---------- Source data
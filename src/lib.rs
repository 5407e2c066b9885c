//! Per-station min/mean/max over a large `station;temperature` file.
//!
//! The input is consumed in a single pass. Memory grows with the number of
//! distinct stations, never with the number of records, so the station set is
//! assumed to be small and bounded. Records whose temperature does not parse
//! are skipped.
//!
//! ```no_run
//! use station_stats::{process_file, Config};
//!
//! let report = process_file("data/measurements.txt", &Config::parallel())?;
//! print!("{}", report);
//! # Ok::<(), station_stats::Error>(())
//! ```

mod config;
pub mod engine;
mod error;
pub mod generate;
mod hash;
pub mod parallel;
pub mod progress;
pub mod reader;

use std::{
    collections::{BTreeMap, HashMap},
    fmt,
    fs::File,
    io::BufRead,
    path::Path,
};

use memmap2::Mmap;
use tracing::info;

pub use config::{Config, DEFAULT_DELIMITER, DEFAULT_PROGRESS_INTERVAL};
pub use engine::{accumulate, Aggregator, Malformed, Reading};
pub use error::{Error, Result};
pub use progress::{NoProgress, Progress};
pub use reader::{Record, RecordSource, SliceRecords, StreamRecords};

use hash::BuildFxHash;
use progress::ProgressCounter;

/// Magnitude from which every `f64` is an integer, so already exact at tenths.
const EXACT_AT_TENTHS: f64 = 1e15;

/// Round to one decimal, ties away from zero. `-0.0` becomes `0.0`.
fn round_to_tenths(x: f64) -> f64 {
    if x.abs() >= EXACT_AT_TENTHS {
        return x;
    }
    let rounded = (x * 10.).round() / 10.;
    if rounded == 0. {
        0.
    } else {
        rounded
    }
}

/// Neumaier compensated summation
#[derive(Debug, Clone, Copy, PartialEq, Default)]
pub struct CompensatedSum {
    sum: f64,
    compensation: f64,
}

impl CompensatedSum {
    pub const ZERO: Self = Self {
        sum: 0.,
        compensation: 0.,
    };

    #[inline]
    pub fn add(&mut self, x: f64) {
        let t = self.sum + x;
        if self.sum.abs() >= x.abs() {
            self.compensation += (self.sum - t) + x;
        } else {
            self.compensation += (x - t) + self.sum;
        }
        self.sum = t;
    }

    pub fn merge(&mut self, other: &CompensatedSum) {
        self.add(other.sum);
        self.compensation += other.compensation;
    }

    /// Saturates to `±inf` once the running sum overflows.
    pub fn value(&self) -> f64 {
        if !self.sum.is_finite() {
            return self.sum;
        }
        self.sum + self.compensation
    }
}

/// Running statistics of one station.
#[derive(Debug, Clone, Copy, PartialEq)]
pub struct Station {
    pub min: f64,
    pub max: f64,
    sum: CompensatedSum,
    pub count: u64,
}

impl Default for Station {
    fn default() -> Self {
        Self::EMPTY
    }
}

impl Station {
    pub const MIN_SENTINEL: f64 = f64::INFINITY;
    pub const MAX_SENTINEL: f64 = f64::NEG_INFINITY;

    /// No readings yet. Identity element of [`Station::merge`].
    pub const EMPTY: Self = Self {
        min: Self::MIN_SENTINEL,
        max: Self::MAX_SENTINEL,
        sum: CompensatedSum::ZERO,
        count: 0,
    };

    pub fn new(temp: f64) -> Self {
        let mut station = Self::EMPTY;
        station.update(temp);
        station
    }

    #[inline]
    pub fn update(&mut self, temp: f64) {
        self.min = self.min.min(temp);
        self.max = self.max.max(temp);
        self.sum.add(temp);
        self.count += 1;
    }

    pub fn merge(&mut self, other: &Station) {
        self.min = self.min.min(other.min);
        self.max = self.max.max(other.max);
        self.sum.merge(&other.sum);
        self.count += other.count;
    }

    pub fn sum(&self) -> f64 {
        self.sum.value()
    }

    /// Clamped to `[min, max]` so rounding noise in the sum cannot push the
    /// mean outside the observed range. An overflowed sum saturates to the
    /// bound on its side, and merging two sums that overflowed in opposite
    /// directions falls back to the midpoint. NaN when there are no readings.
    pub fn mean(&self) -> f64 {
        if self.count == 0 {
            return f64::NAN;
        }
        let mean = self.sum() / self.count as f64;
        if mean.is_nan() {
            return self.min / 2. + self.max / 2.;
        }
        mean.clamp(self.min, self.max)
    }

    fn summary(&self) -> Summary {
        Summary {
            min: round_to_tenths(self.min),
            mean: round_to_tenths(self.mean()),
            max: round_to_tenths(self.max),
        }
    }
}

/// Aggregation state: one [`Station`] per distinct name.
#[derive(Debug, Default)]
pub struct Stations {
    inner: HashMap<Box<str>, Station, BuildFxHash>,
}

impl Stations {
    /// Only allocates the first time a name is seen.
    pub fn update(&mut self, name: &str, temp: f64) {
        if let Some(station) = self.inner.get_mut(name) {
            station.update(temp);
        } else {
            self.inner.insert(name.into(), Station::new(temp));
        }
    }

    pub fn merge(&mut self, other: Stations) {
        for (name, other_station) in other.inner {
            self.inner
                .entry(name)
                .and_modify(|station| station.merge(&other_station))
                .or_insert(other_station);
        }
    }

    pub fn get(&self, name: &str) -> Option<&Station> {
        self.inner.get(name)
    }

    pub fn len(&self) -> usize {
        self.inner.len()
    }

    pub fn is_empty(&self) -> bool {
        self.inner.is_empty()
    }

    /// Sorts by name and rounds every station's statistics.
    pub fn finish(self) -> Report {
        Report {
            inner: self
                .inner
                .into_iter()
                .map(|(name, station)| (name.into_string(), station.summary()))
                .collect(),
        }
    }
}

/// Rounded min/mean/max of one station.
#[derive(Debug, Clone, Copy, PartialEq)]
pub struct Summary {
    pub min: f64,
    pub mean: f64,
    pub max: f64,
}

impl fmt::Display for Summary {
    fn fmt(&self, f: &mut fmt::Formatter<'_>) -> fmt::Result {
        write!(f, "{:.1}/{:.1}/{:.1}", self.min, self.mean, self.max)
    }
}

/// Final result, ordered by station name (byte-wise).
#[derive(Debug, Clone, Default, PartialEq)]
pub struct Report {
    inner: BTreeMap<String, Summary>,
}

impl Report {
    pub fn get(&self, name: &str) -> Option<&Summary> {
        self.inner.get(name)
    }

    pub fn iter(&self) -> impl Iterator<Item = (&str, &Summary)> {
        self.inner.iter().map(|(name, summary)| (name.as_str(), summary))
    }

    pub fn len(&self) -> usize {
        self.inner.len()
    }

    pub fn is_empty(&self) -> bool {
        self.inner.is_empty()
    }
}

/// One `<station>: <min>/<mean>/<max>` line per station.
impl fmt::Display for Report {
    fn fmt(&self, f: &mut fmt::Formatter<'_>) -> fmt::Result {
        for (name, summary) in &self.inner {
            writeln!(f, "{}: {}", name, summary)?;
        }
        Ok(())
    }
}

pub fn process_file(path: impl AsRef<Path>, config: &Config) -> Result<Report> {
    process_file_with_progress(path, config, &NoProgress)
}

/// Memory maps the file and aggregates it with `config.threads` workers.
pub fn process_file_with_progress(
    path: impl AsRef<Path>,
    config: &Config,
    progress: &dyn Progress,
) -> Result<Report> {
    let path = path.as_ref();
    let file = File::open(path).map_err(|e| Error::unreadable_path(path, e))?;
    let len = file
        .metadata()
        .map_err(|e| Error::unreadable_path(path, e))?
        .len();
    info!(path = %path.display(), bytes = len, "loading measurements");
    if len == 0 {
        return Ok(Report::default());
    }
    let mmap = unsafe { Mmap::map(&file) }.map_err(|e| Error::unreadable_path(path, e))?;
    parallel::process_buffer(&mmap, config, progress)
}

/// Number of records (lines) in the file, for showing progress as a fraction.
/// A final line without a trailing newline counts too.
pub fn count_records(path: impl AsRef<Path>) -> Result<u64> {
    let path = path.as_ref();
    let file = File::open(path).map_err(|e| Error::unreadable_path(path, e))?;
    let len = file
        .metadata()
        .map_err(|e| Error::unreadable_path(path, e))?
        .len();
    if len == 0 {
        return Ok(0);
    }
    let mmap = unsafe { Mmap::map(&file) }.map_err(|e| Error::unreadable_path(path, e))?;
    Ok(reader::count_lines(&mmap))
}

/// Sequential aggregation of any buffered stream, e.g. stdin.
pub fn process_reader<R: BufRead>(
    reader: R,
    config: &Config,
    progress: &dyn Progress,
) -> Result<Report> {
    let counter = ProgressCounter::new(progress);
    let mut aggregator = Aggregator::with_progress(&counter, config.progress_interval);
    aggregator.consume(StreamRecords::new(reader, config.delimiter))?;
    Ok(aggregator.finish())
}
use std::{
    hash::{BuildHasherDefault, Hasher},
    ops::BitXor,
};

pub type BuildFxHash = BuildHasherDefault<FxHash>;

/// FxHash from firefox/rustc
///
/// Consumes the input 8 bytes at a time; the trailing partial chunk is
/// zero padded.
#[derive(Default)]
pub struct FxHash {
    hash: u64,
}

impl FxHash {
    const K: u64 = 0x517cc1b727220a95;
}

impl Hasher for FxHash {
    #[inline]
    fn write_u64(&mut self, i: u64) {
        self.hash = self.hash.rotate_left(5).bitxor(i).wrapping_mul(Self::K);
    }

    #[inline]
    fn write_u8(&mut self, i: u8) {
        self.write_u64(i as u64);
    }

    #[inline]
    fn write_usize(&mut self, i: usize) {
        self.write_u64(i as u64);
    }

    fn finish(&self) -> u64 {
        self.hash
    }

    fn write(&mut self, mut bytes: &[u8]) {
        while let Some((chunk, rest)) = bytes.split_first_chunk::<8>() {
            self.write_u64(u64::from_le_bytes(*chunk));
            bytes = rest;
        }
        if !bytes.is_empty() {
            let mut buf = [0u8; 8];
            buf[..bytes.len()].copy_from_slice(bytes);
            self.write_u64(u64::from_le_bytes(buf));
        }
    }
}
--------------------
---------- Source data
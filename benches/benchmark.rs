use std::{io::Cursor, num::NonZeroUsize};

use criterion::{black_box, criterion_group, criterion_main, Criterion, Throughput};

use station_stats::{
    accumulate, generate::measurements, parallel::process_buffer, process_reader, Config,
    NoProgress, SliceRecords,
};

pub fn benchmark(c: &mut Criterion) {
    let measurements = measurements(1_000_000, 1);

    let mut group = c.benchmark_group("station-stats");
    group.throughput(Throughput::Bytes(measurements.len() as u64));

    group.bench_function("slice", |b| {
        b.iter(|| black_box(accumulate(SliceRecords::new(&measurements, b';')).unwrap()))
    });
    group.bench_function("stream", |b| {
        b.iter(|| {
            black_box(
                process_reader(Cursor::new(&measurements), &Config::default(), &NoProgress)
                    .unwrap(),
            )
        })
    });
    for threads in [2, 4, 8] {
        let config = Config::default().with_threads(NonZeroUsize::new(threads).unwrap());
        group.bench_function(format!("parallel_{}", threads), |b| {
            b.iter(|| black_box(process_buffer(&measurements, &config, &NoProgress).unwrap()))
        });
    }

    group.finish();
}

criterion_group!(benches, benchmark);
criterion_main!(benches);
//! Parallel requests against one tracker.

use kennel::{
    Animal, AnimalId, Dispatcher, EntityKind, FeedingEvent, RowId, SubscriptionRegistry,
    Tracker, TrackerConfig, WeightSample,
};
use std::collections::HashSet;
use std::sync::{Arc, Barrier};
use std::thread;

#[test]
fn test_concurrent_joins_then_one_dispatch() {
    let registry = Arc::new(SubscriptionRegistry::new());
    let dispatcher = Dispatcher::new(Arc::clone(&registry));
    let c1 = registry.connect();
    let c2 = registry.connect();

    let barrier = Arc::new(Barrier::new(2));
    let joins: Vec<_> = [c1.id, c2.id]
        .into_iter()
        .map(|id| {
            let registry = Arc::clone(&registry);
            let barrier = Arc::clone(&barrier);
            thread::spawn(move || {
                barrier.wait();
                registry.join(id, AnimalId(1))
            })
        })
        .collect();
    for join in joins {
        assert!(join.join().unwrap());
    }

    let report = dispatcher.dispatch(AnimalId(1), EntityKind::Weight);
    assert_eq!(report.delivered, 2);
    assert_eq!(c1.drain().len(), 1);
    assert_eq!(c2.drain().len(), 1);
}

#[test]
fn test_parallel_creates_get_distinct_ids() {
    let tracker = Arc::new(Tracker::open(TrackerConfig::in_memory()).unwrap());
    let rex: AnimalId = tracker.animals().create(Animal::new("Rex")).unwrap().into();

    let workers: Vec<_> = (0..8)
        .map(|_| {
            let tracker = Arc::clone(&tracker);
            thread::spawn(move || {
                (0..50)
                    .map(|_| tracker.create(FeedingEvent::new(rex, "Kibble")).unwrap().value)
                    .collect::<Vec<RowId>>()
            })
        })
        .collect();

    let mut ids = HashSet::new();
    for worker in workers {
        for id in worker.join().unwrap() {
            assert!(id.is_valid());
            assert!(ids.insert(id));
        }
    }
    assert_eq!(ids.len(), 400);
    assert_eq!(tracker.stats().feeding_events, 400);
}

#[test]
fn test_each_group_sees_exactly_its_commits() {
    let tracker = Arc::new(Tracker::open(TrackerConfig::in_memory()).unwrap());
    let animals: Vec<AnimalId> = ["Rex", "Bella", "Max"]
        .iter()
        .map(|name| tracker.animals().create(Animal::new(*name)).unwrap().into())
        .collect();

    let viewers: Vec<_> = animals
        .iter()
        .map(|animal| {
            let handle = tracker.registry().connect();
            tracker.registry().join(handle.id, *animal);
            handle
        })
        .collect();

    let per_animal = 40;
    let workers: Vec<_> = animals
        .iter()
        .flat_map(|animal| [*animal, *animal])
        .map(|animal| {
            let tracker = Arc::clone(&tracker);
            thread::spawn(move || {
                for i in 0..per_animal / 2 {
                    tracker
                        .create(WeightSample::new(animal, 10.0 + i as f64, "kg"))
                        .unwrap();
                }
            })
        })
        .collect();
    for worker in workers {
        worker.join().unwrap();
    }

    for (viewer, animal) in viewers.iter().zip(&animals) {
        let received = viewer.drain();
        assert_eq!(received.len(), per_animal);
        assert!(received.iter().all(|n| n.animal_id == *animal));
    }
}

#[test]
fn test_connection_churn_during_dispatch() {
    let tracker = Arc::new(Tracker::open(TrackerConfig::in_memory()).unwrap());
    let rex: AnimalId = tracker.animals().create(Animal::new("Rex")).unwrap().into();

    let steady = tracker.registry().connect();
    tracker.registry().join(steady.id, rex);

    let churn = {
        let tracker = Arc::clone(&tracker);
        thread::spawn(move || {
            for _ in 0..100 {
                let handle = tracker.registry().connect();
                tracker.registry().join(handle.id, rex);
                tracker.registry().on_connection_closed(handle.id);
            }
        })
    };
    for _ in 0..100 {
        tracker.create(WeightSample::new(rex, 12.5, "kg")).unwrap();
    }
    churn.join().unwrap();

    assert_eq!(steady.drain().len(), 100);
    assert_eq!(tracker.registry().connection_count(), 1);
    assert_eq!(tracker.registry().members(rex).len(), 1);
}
--------------------
- **Task goal**: Your answer should be the lines above from the one containing "process_file_with_progress(path, config, &NoProgress)" through the one containing "fn write_u64(&mut self, i: u64)", copied exactly and with both ends kept.

- **Response area**:
    process_file_with_progress(path, config, &NoProgress)
}

/// Memory maps the file and aggregates it with `config.threads` workers.
pub fn process_file_with_progress(
    path: impl AsRef<Path>,
    config: &Config,
    progress: &dyn Progress,
) -> Result<Report> {
    let path = path.as_ref();
    let file = File::open(path).map_err(|e| Error::unreadable_path(path, e))?;
    let len = file
        .metadata()
        .map_err(|e| Error::unreadable_path(path, e))?
        .len();
    info!(path = %path.display(), bytes = len, "loading measurements");
    if len == 0 {
        return Ok(Report::default());
    }
    let mmap = unsafe { Mmap::map(&file) }.map_err(|e| Error::unreadable_path(path, e))?;
    parallel::process_buffer(&mmap, config, progress)
}

/// Number of records (lines) in the file, for showing progress as a fraction.
/// A final line without a trailing newline counts too.
pub fn count_records(path: impl AsRef<Path>) -> Result<u64> {
    let path = path.as_ref();
    let file = File::open(path).map_err(|e| Error::unreadable_path(path, e))?;
    let len = file
        .metadata()
        .map_err(|e| Error::unreadable_path(path, e))?
        .len();
    if len == 0 {
        return Ok(0);
    }
    let mmap = unsafe { Mmap::map(&file) }.map_err(|e| Error::unreadable_path(path, e))?;
    Ok(reader::count_lines(&mmap))
}

/// Sequential aggregation of any buffered stream, e.g. stdin.
pub fn process_reader<R: BufRead>(
    reader: R,
    config: &Config,
    progress: &dyn Progress,
) -> Result<Report> {
    let counter = ProgressCounter::new(progress);
    let mut aggregator = Aggregator::with_progress(&counter, config.progress_interval);
    aggregator.consume(StreamRecords::new(reader, config.delimiter))?;
    Ok(aggregator.finish())
}
use std::{
    hash::{BuildHasherDefault, Hasher},
    ops::BitXor,
};

pub type BuildFxHash = BuildHasherDefault<FxHash>;

/// FxHash from firefox/rustc
///
/// Consumes the input 8 bytes at a time; the trailing partial chunk is
/// zero padded.
#[derive(Default)]
pub struct FxHash {
    hash: u64,
}

impl FxHash {
    const K: u64 = 0x517cc1b727220a95;
}

impl Hasher for FxHash {
    #[inline]
    fn write_u64(&mut self, i: u64) {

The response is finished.